Le deuxième « Repères » n’a manifestement aucun lien avec le précédent, car il s’agit d’une Économie de l’obésité. L’étonnement pourrait venir, non du sujet lui-même, mais de sa préemption par les économistes. Pourtant, à y réfléchir un peu, s’il existe des facteurs biologiques et sociologiques, le revenu et le type de travail (dont le stress) sont des déterminants à prendre en compte. Il apparaît ainsi que le revenu gagné (par le travail) a moins d’incidence que le revenu non gagné (la rente) parce que ce dernier implique une moindre activité physique. De plus, les économistes prennent aussi en compte des facteurs a priori sociologiques, comme les consommations positionnelles (indicatrices du statut, par exemple être végétarien) ou l’influence des pairs. Et l’on sait qu’ils n’hésitent plus à intégrer des facteurs psychologiques comme les biais cognitifs (privilégier la satisfaction immédiate, minimiser le coût futur, prendre le menu par défaut…). Mais l’argument le plus décisif est qu’il s’agit d’une maladie en expansion rapide dont Nathalie Mathieu-Bolh montre qu’elle peut être combattue par des politiques publiques. Au niveau mondial, l’OMS compte 378 millions d’enfants en surpoids ou obèses en 2019. En France, 8 millions de personnes sont en situation d’obésité, 17 % des enfants et des adolescents sont en surpoids. Or c’est un facteur de risque avéré pour de nombreuses maladies et cela a aussi des conséquences en termes d’employabilité et de productivité. Des exemples de politiques sont la taxation de la « malbouffe » et des boissons sucrées, les subventions aux fruits et légumes frais, l’éducation sanitaire dans les écoles ou une meilleure information des consommateurs. Ce « Repères » présente un état du savoir économique sur tous ces aspects, qu’ils soient factuels ou normatifs. Instructif et utile.

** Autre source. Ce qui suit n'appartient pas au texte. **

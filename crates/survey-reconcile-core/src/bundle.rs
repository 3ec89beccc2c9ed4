use std::collections::BTreeMap;

use serde::{Deserialize, Serialize};

use crate::{missing_components, BundleKey, Question, QuestionId, ReconcileError};

/// Ordered question template for one bundle key.
#[derive(Debug, Clone, Serialize, Deserialize, PartialEq)]
pub struct Bundle {
    pub key: BundleKey,
    pub questions: Vec<Question>,
}

impl Bundle {
    #[must_use]
    pub fn len(&self) -> usize {
        self.questions.len()
    }

    #[must_use]
    pub fn is_empty(&self) -> bool {
        self.questions.is_empty()
    }

    #[must_use]
    pub fn question_ids(&self) -> Vec<QuestionId> {
        self.questions.iter().map(|question| question.question_id).collect()
    }

    /// Questions that only appear when a parent answer satisfies their predicate.
    #[must_use]
    pub fn branching_question_ids(&self) -> Vec<QuestionId> {
        self.questions
            .iter()
            .filter(|question| question.is_branching())
            .map(|question| question.question_id)
            .collect()
    }

    #[must_use]
    pub fn contains(&self, question_id: QuestionId) -> bool {
        self.questions.iter().any(|question| question.question_id == question_id)
    }
}

#[derive(Debug, Clone, Serialize, Deserialize, PartialEq, Eq)]
pub struct UnassignableQuestion {
    pub question_id: QuestionId,
    pub text: String,
    pub missing: Vec<String>,
}

#[derive(Debug, Clone, Default, Serialize, Deserialize, PartialEq)]
pub struct BundleResolution {
    /// Sorted by bundle key.
    pub bundles: Vec<Bundle>,
    pub unassignable: Vec<UnassignableQuestion>,
}

impl BundleResolution {
    /// Look up the template for `key`.
    ///
    /// # Errors
    /// Returns [`ReconcileError::IncompleteBundle`] when no question resolved to `key`.
    pub fn bundle(&self, key: &BundleKey) -> Result<&Bundle, ReconcileError> {
        self.bundles
            .binary_search_by(|bundle| bundle.key.cmp(key))
            .ok()
            .and_then(|index| self.bundles.get(index))
            .filter(|bundle| !bundle.is_empty())
            .ok_or_else(|| ReconcileError::IncompleteBundle { bundle_key: key.to_string() })
    }

    #[must_use]
    pub fn question_count(&self) -> usize {
        self.bundles.iter().map(Bundle::len).sum()
    }
}

/// Group a project's questions into ordered templates.
///
/// Questions are ordered by creation time with the identifier as tie-breaker, so the
/// result does not depend on input order. Questions with any blank key component are
/// reported as unassignable instead of being placed in a bundle.
#[must_use]
pub fn resolve_bundles(questions: &[Question]) -> BundleResolution {
    let mut grouped: BTreeMap<BundleKey, Vec<Question>> = BTreeMap::new();
    let mut unassignable = Vec::new();

    for question in questions {
        match question.bundle_key() {
            Some(key) => grouped.entry(key).or_default().push(question.clone()),
            None => unassignable.push(UnassignableQuestion {
                question_id: question.question_id,
                text: question.text.clone(),
                missing: missing_components(
                    question.category.as_deref(),
                    question.commodity.as_deref(),
                    question.country.as_deref(),
                ),
            }),
        }
    }

    unassignable.sort_by(|lhs, rhs| lhs.question_id.cmp(&rhs.question_id));

    let bundles = grouped
        .into_iter()
        .map(|(key, mut questions)| {
            questions.sort_by(Question::catalog_cmp);
            Bundle { key, questions }
        })
        .collect();

    BundleResolution { bundles, unassignable }
}

#[cfg(test)]
mod tests {
    use proptest::prelude::*;

    use super::*;
    use crate::fixtures::*;
    use crate::ProjectId;

    #[test]
    fn questions_are_grouped_and_ordered_by_creation() {
        let project_id = ProjectId::new();
        let cocoa = cocoa_key();
        let coffee = BundleKey::new("farmer", "coffee", "Kenya");

        let q_late = mk_question(project_id, "How many hectares?", Some(&cocoa), 30);
        let q_early = mk_question(project_id, "What is your age?", Some(&cocoa), 10);
        let q_coffee = mk_question(project_id, "Coffee variety?", Some(&coffee), 5);

        let resolution = resolve_bundles(&[q_late.clone(), q_coffee.clone(), q_early.clone()]);

        assert_eq!(resolution.bundles.len(), 2);
        let bundle = match resolution.bundle(&cocoa) {
            Ok(bundle) => bundle,
            Err(err) => panic!("cocoa bundle should resolve: {err}"),
        };
        assert_eq!(bundle.question_ids(), vec![q_early.question_id, q_late.question_id]);
        assert!(resolution.unassignable.is_empty());
        assert_eq!(resolution.question_count(), 3);
    }

    #[test]
    fn creation_ties_break_by_question_id() {
        let project_id = ProjectId::new();
        let key = cocoa_key();
        let mut first = mk_question(project_id, "A", Some(&key), 0);
        let mut second = mk_question(project_id, "B", Some(&key), 0);
        first.question_id = QuestionId(fixture_ulid("01HZY9D4Q3SG7PV9A6EXJ8N2E1"));
        second.question_id = QuestionId(fixture_ulid("01HZY9D4Q3SG7PV9A6EXJ8N2E2"));

        let resolution = resolve_bundles(&[second.clone(), first.clone()]);
        let bundle = match resolution.bundle(&key) {
            Ok(bundle) => bundle,
            Err(err) => panic!("bundle should resolve: {err}"),
        };
        assert_eq!(bundle.question_ids(), vec![first.question_id, second.question_id]);
    }

    #[test]
    fn questions_missing_key_components_are_unassignable() {
        let project_id = ProjectId::new();
        let mut partial = mk_question(project_id, "Which cooperative?", Some(&cocoa_key()), 0);
        partial.country = None;
        partial.commodity = Some(" ".to_string());

        let resolution = resolve_bundles(&[partial.clone()]);

        assert!(resolution.bundles.is_empty());
        assert_eq!(resolution.unassignable.len(), 1);
        assert_eq!(resolution.unassignable[0].question_id, partial.question_id);
        assert_eq!(resolution.unassignable[0].missing, vec!["commodity", "country"]);
    }

    #[test]
    fn unknown_bundle_key_is_incomplete_bundle_error() {
        let resolution = resolve_bundles(&[]);
        let key = BundleKey::new("trader", "cashew", "Benin");
        assert_eq!(
            resolution.bundle(&key),
            Err(ReconcileError::IncompleteBundle { bundle_key: "trader/cashew/Benin".to_string() })
        );
    }

    proptest! {
        #[test]
        fn property_every_keyed_question_lands_in_exactly_one_bundle(
            shape in proptest::collection::vec((0_u8..3, 0_u8..3, 0_i64..50, any::<bool>()), 0..40)
        ) {
            let project_id = ProjectId::new();
            let questions = shape
                .iter()
                .enumerate()
                .map(|(index, (commodity, country, offset, keyed))| {
                    let key = BundleKey::new("farmer", format!("c{commodity}"), format!("k{country}"));
                    let key = keyed.then_some(&key);
                    mk_question(project_id, &format!("q{index}"), key, *offset)
                })
                .collect::<Vec<_>>();

            let resolution = resolve_bundles(&questions);
            let keyed = questions.iter().filter(|question| question.bundle_key().is_some()).count();

            prop_assert_eq!(resolution.question_count(), keyed);
            prop_assert_eq!(resolution.unassignable.len(), questions.len() - keyed);
            for bundle in &resolution.bundles {
                for pair in bundle.questions.windows(2) {
                    prop_assert!(pair[0].catalog_cmp(&pair[1]).is_lt());
                }
            }
        }
    }
}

Le troisième livre évoque pour nous un passé désormais lointain parce qu’il porte sur L’Économie de l’Amérique latine. Au cours des années 1970, pour de multiples raisons, dont le coup d’État au Chili, les regards étaient tournés vers ces pays. Les Veines ouvertes de l’Amérique latine d’Eduardo Galeano date de 1971. C’est là-bas que les choses se passaient, également sur le plan de l’analyse économique, avec notamment la théorie de la dépendance (Prebisch, Furtado, Frank). On se passionnait alors pour les stratégies de développement. Puis, avec l’essor des nouveaux pays industrialisés (NPI), l’émergence de la Chine et de l’Asie en général, l’attention s’était quelque peu détournée de l’Amérique latine. Son histoire apparaissait comme une succession d’espoirs déçus. Vera Chiodi et Philippe Roman montrent qu’elle ne s’est pas pour autant figée : lorsqu’on observe les trente dernières années, les taux de pauvreté et d’extrême pauvreté baissent dans quasiment tous les pays, les niveaux d’éducation s’améliorent, et la couverture des services publics (eau, assainissement, électricité, etc.) s’étend. Certes, la diversité demeure grande au sein d’un continent aussi étendu, qu’il s’agisse du climat, de l’héritage colonial, de la culture ou des politiques économiques. Mais des points communs existent : une grande richesse en ressources naturelles couplée avec des difficultés à en tirer des bénéfices de long terme, une abondance de terres arables associée à un sous-emploi massif de la population rurale, des difficultés dans la sphère productive (déficit d’épargne et d’investissement, bas niveaux moyens de productivité) et un vaste secteur informel, une spécialisation dans l’exportation de matières premières à faible valeur ajoutée s’accompagnant d’une dépendance aux importations de biens intermédiaires, la récurrence des crises (de change, bancaires, de la dette). Cette focale, qui n’en exclut évidemment pas d’autres, apporte un éclairage complémentaire, riche d’enseignements sur la question, plus que jamais posée, du développement. De ce point de vue, et l’élection de Javier Milei ne le dément pas, l’Amérique latine demeure, pour le meilleur comme pour le pire, un laboratoire.